'''

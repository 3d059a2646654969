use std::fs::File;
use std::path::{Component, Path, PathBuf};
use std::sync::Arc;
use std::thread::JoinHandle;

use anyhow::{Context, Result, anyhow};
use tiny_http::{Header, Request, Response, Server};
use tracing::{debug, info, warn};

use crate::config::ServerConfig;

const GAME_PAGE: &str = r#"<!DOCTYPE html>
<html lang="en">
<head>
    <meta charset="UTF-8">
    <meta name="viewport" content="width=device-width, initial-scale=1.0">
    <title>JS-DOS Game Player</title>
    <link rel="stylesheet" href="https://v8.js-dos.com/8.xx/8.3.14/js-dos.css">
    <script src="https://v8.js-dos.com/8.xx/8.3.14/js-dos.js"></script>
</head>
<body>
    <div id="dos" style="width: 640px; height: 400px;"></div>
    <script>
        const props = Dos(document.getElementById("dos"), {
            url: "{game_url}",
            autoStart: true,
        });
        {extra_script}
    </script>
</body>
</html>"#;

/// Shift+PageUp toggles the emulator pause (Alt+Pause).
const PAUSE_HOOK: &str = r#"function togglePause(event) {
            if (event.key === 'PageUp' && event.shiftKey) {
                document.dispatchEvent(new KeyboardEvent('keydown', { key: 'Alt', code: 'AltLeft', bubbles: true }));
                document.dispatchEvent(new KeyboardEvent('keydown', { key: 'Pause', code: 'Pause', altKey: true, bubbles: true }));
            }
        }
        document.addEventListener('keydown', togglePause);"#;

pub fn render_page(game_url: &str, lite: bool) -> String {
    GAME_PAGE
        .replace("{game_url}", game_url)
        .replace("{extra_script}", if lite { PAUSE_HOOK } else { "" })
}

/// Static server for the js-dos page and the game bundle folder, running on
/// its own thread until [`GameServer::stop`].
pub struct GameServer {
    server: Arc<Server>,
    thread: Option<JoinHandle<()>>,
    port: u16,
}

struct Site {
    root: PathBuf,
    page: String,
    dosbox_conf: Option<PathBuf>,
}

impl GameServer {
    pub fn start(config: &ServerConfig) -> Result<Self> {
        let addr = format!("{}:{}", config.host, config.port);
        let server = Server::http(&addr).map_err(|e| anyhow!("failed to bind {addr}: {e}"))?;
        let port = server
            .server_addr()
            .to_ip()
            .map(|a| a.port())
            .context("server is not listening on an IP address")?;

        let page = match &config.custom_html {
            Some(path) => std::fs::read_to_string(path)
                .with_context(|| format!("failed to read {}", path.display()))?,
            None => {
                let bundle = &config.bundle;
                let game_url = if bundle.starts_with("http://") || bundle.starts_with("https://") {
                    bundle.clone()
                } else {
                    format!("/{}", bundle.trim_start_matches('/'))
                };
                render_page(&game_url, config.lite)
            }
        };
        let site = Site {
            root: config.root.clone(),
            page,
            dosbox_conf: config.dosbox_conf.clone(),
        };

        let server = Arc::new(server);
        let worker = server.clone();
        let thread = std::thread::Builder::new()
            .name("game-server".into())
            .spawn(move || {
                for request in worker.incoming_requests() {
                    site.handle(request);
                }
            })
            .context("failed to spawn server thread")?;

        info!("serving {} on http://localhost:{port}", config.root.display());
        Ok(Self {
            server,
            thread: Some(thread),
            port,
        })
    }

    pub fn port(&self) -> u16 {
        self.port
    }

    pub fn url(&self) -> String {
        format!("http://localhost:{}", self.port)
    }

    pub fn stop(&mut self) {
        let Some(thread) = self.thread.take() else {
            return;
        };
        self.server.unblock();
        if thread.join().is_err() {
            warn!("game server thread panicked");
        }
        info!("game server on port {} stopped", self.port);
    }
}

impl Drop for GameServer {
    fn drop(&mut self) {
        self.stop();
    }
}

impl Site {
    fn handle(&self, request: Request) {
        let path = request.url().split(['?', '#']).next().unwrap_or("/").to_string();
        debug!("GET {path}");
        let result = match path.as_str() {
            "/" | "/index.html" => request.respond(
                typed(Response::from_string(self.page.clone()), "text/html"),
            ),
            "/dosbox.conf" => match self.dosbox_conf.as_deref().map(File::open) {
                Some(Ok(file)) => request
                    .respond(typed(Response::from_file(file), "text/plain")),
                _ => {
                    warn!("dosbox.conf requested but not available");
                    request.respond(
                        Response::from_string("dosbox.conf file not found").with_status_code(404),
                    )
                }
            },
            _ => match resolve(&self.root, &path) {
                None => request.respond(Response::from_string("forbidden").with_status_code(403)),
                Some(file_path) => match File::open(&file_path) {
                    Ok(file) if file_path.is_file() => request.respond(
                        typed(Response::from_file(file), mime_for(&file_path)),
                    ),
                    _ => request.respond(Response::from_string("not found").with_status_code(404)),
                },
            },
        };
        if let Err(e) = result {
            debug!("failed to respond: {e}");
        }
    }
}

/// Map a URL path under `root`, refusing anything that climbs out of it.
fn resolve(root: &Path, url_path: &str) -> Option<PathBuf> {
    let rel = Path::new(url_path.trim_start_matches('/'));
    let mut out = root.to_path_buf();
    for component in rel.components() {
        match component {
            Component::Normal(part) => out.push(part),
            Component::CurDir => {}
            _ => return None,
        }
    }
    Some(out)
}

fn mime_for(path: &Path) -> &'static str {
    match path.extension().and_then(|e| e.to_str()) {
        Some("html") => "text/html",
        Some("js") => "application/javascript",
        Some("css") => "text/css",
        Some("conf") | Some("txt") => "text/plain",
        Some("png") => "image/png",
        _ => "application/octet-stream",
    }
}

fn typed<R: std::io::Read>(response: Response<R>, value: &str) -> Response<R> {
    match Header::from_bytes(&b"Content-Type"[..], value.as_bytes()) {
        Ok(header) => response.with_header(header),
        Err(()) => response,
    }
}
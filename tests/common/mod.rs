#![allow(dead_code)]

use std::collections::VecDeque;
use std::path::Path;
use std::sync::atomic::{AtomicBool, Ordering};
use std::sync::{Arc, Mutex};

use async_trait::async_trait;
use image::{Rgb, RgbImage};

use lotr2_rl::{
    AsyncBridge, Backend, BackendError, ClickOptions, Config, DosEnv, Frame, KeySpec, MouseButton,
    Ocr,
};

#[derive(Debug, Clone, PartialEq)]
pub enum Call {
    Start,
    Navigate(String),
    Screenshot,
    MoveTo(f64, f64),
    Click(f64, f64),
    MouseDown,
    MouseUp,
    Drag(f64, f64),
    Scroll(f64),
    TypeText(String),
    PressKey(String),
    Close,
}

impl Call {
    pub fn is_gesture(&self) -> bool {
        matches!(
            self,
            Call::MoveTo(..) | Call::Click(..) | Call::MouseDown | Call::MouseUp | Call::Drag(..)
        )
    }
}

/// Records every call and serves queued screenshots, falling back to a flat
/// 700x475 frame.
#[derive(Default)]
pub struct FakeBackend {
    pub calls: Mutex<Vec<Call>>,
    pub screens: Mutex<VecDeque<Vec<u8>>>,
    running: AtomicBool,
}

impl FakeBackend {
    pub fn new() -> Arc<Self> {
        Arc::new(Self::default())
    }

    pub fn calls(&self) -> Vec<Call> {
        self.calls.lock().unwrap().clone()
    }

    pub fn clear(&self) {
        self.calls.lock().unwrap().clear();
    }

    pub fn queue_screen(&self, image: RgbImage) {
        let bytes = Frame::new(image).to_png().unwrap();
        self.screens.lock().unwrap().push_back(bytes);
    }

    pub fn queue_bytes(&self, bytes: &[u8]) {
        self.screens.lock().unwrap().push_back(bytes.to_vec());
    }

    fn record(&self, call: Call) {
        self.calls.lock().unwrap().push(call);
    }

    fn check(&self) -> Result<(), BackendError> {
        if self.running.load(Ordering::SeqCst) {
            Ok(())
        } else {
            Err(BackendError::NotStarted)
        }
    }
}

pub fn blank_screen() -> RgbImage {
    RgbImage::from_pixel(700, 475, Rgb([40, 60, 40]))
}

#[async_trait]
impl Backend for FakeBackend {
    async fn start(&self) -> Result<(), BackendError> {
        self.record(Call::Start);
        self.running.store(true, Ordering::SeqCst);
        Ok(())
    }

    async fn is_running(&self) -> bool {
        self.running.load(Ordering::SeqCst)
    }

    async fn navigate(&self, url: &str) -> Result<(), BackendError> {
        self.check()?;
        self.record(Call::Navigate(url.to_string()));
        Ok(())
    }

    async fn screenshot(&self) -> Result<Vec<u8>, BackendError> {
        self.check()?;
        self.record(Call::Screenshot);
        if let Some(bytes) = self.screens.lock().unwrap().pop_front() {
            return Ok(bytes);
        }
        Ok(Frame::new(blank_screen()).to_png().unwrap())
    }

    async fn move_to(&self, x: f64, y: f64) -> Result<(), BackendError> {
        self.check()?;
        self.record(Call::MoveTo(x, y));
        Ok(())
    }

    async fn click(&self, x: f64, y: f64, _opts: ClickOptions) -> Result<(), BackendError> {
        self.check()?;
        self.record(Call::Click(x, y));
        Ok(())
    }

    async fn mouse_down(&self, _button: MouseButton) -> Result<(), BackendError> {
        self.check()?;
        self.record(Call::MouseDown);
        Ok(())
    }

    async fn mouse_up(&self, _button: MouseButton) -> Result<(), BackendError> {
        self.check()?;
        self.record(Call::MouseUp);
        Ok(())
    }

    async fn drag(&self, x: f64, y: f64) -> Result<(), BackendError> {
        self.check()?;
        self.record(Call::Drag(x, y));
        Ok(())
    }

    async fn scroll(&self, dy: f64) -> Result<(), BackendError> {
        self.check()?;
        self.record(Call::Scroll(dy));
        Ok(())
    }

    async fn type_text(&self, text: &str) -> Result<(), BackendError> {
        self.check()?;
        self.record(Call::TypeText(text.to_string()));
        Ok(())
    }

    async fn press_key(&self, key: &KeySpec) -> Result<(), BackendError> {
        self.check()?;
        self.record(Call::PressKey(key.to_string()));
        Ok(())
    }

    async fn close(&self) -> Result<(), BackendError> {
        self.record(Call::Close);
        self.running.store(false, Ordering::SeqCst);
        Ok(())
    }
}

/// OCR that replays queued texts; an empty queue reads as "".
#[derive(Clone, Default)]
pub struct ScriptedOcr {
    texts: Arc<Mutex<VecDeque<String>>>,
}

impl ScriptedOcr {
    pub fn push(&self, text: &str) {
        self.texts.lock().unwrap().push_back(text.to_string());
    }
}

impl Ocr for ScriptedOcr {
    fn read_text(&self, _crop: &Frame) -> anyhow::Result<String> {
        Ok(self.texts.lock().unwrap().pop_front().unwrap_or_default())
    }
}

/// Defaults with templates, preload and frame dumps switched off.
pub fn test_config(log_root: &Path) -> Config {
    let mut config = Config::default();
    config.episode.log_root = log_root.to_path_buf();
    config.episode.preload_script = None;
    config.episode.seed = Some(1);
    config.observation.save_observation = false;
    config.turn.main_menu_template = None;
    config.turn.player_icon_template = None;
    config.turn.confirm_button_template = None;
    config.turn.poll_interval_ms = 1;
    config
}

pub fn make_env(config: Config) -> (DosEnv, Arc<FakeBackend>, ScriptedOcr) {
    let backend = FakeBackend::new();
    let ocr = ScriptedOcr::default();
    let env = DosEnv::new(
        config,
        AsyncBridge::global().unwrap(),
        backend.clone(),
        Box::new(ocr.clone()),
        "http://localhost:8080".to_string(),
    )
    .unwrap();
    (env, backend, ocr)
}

'''

When you reach the line in the material above that holds "async fn mouse_up(&self, _button: MouseButton)", begin reproducing lines exactly, and stop after the line that holds "config.turn.player_icon_template = None;".

    async fn mouse_up(&self, _button: MouseButton) -> Result<(), BackendError> {
        self.check()?;
        self.record(Call::MouseUp);
        Ok(())
    }

    async fn drag(&self, x: f64, y: f64) -> Result<(), BackendError> {
        self.check()?;
        self.record(Call::Drag(x, y));
        Ok(())
    }

    async fn scroll(&self, dy: f64) -> Result<(), BackendError> {
        self.check()?;
        self.record(Call::Scroll(dy));
        Ok(())
    }

    async fn type_text(&self, text: &str) -> Result<(), BackendError> {
        self.check()?;
        self.record(Call::TypeText(text.to_string()));
        Ok(())
    }

    async fn press_key(&self, key: &KeySpec) -> Result<(), BackendError> {
        self.check()?;
        self.record(Call::PressKey(key.to_string()));
        Ok(())
    }

    async fn close(&self) -> Result<(), BackendError> {
        self.record(Call::Close);
        self.running.store(false, Ordering::SeqCst);
        Ok(())
    }
}

/// OCR that replays queued texts; an empty queue reads as "".
#[derive(Clone, Default)]
pub struct ScriptedOcr {
    texts: Arc<Mutex<VecDeque<String>>>,
}

impl ScriptedOcr {
    pub fn push(&self, text: &str) {
        self.texts.lock().unwrap().push_back(text.to_string());
    }
}

impl Ocr for ScriptedOcr {
    fn read_text(&self, _crop: &Frame) -> anyhow::Result<String> {
        Ok(self.texts.lock().unwrap().pop_front().unwrap_or_default())
    }
}

/// Defaults with templates, preload and frame dumps switched off.
pub fn test_config(log_root: &Path) -> Config {
    let mut config = Config::default();
    config.episode.log_root = log_root.to_path_buf();
    config.episode.preload_script = None;
    config.episode.seed = Some(1);
    config.observation.save_observation = false;
    config.turn.main_menu_template = None;
    config.turn.player_icon_template = None;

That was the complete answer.